Collected data entries
--------

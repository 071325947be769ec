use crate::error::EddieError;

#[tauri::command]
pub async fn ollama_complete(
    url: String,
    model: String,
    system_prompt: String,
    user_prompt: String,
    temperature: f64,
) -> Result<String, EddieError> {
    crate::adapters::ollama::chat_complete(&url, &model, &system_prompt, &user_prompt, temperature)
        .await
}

--------

(Instructions to follow): Retype the records in their entirety, matching each one exactly.

(Expected output):
repository 071325947be769ec
use crate::error::EddieError;

#[tauri::command]
pub async fn ollama_complete(
    url: String,
    model: String,
    system_prompt: String,
    user_prompt: String,
    temperature: f64,
) -> Result<String, EddieError> {
    crate::adapters::ollama::chat_complete(&url, &model, &system_prompt, &user_prompt, temperature)
        .await
}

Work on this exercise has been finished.